Saved entries:
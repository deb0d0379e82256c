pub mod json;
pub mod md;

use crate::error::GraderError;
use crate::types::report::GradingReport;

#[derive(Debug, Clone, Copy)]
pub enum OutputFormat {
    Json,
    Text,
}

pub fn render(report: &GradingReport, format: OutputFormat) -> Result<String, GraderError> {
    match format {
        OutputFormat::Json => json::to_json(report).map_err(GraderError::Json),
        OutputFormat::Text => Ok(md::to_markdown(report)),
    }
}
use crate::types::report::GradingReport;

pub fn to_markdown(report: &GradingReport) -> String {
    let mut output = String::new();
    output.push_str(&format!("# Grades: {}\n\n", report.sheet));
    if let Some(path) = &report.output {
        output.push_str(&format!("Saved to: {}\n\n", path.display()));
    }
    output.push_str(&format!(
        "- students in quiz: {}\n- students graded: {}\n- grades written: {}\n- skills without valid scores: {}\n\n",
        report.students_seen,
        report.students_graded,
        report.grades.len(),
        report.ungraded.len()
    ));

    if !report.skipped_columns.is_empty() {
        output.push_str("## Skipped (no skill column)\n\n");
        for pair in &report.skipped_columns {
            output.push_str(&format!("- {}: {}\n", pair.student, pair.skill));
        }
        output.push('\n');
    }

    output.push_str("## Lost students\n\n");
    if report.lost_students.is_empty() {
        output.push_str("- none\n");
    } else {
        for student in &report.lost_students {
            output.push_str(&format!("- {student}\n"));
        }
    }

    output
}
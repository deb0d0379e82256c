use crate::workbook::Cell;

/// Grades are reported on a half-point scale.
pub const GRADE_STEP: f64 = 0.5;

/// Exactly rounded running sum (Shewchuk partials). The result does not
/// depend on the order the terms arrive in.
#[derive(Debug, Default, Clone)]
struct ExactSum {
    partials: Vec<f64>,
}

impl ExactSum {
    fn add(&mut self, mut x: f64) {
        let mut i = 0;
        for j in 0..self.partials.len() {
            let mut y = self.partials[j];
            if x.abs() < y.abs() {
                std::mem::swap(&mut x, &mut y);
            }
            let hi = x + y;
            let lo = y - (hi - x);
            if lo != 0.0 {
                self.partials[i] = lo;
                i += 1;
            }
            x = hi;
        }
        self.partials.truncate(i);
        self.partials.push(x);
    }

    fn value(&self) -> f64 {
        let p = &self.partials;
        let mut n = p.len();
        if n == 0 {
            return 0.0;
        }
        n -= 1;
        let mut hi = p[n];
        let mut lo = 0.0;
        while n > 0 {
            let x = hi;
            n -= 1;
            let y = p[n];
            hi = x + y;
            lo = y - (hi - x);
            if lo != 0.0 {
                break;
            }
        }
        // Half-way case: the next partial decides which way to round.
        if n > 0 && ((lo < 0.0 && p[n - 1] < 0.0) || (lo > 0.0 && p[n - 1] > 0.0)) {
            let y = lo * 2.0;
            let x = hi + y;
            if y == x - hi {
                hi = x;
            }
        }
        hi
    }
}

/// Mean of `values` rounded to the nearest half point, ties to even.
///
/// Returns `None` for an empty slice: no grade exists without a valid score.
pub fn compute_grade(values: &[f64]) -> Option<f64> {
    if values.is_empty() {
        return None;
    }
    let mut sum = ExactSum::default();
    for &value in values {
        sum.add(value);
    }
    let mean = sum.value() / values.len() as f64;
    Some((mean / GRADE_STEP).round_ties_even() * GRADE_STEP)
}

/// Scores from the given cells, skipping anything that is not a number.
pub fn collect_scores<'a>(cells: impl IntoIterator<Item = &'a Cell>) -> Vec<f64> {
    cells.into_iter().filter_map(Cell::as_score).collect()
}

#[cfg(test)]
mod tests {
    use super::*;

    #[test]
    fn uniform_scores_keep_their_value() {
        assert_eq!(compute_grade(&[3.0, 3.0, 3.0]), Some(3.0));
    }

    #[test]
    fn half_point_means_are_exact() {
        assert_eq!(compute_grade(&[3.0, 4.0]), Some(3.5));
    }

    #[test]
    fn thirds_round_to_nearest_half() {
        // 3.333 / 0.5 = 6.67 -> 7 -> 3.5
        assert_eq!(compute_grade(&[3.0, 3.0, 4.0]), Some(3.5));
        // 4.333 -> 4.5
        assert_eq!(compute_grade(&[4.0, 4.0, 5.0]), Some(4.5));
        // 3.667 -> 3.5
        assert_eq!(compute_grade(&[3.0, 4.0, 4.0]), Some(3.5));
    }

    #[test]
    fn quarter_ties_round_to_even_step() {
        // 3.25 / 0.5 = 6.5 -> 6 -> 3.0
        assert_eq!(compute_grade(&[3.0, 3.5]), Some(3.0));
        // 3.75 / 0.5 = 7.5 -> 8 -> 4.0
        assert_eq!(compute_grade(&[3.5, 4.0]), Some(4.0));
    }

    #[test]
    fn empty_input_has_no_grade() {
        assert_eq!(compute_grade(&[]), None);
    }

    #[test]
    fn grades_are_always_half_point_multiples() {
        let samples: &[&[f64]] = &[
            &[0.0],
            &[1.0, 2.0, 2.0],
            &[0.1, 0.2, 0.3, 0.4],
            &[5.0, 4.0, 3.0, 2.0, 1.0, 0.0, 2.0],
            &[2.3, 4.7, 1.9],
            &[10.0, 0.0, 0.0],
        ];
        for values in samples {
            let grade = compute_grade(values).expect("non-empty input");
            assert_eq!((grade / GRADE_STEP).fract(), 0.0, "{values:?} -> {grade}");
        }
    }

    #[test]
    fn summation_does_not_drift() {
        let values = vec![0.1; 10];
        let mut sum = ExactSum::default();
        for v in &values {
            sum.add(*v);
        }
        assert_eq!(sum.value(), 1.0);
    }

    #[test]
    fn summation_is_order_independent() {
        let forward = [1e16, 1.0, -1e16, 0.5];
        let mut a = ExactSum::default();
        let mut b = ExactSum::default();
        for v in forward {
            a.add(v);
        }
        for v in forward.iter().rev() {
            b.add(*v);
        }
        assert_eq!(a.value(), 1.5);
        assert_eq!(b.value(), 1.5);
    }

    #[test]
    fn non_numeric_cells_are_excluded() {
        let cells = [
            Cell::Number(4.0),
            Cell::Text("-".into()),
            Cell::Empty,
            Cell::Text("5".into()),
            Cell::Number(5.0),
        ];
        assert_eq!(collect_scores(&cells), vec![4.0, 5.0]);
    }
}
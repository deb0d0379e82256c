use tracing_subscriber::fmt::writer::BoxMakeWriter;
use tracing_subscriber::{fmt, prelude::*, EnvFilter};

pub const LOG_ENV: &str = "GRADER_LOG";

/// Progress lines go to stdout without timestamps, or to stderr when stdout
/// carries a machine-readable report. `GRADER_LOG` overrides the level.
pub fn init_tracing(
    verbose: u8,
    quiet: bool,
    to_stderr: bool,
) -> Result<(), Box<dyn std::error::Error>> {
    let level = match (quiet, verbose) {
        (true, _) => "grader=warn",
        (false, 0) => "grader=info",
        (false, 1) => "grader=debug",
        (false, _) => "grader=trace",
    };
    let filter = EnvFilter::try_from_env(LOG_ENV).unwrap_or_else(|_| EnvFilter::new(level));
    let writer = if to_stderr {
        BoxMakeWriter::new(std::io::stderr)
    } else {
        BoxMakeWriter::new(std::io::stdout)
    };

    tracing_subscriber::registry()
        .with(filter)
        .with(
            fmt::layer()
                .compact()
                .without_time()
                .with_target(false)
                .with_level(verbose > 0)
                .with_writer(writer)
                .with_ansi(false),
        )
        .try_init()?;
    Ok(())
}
---
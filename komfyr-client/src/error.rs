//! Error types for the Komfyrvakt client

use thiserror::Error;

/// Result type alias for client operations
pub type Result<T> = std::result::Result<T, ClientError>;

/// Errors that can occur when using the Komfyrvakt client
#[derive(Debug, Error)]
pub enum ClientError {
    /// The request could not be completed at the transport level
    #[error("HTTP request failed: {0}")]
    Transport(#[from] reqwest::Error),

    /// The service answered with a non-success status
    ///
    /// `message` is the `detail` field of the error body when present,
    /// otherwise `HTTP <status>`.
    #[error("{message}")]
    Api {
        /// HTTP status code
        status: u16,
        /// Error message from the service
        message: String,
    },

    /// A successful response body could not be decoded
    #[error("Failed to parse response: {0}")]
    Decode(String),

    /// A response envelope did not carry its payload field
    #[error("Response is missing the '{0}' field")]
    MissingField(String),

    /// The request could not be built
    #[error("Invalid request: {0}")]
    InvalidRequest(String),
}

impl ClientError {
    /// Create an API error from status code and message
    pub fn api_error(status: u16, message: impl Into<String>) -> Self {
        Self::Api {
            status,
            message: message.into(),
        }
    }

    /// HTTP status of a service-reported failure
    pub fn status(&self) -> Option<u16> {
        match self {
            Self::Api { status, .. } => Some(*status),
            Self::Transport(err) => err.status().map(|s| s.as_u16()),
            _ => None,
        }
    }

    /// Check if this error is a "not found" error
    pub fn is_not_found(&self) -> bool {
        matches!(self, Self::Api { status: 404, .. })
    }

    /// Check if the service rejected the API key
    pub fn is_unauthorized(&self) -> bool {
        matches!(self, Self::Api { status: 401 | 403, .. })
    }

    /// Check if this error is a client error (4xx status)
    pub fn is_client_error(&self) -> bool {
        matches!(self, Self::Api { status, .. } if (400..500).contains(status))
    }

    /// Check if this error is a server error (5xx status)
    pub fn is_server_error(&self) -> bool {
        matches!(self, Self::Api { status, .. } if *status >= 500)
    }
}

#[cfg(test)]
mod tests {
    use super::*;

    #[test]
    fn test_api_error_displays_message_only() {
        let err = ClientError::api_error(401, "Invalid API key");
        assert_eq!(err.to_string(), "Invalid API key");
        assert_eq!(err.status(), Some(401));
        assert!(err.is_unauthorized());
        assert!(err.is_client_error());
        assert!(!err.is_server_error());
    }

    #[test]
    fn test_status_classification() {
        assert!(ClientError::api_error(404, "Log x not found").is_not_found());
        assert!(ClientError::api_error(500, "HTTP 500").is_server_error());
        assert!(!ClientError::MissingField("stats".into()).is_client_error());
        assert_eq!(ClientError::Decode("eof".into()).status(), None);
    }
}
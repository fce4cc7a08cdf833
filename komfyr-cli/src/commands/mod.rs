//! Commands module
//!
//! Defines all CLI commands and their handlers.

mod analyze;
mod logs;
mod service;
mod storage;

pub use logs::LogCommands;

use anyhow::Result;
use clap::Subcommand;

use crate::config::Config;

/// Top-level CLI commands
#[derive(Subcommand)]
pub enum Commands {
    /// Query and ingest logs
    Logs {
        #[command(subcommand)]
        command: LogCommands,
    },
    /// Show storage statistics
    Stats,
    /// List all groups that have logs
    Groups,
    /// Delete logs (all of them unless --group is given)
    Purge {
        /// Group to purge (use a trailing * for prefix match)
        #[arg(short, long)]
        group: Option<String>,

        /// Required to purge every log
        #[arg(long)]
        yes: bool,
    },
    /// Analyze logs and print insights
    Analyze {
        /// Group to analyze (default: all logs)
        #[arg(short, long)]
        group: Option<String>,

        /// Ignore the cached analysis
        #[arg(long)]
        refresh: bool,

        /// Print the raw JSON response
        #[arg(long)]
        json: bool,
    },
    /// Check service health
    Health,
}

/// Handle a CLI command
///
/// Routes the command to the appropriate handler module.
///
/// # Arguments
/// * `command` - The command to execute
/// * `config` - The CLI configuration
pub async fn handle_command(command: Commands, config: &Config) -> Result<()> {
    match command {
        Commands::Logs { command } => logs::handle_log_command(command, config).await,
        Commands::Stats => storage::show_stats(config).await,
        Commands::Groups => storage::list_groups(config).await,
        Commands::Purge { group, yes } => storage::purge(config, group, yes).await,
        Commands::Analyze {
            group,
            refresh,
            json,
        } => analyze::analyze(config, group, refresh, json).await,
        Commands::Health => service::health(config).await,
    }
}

> _YOUR TASK_
Set down again, word for word, the stretch of records from the line with "(false, _) =>" to the line with "fmt::layer()", both of those lines included.

> _PROBLEM SOLUTION_
        (false, _) => "grader=trace",
    };
    let filter = EnvFilter::try_from_env(LOG_ENV).unwrap_or_else(|_| EnvFilter::new(level));
    let writer = if to_stderr {
        BoxMakeWriter::new(std::io::stderr)
    } else {
        BoxMakeWriter::new(std::io::stdout)
    };

    tracing_subscriber::registry()
        .with(filter)
        .with(
            fmt::layer()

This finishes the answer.